What you need to do> Word for word, restate the entries below from their first line through the line that contains "for one species".

Data records>
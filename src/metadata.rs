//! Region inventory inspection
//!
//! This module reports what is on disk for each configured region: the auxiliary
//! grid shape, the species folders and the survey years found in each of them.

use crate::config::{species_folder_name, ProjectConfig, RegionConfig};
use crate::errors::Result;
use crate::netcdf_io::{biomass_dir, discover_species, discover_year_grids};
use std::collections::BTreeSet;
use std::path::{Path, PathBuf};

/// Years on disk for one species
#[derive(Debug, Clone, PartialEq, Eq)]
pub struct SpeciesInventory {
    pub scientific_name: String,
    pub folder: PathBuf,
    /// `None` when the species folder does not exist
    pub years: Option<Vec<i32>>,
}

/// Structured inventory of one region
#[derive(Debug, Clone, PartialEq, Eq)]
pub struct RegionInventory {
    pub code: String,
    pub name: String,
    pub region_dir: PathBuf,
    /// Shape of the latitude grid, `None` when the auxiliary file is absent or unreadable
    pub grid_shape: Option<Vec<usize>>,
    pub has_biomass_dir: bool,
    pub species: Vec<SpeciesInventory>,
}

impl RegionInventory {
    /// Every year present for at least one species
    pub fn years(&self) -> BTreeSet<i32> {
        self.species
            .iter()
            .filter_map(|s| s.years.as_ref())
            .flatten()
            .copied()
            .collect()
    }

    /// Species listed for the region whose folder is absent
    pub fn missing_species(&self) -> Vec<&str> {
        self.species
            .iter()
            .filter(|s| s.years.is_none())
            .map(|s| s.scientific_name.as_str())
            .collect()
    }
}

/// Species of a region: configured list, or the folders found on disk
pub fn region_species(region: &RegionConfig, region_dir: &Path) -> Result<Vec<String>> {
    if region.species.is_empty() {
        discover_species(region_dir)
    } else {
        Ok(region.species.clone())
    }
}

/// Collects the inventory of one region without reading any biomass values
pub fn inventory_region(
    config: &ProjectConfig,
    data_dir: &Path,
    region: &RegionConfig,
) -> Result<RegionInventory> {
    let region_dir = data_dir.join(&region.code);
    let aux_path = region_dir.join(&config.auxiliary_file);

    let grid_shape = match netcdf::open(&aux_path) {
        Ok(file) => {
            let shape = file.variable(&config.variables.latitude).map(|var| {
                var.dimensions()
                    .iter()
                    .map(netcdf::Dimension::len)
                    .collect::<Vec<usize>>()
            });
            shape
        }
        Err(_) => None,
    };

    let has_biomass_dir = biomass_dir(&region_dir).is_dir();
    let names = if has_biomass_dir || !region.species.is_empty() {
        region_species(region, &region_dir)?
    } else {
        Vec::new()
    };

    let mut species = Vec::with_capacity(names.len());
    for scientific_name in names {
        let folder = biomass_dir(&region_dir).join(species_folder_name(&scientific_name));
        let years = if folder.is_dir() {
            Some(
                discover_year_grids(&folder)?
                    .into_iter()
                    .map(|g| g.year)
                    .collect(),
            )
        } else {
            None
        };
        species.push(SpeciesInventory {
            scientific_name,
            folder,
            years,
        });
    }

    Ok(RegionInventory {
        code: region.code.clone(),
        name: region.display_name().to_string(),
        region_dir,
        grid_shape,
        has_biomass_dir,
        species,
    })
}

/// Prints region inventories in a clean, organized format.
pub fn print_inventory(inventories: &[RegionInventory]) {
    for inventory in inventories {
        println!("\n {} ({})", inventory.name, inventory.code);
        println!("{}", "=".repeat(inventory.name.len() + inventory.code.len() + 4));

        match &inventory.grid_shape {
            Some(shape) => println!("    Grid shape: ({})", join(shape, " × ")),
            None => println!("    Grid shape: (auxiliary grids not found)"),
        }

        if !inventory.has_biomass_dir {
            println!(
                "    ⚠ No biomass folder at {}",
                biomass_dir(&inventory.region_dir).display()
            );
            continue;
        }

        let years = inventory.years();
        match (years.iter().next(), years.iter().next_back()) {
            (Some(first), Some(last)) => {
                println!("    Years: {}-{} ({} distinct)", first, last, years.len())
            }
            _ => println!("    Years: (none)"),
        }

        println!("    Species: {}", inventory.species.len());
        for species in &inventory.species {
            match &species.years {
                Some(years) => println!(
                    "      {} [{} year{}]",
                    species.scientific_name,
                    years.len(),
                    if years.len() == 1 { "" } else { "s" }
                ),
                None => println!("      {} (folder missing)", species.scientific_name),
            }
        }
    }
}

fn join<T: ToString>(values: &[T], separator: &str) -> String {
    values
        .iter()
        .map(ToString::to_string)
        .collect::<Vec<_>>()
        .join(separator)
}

Exercise answer>
filename src/metadata.rs
//! Region inventory inspection
//!
//! This module reports what is on disk for each configured region: the auxiliary
//! grid shape, the species folders and the survey years found in each of them.

use crate::config::{species_folder_name, ProjectConfig, RegionConfig};
use crate::errors::Result;
use crate::netcdf_io::{biomass_dir, discover_species, discover_year_grids};
use std::collections::BTreeSet;
use std::path::{Path, PathBuf};

/// Years on disk for one species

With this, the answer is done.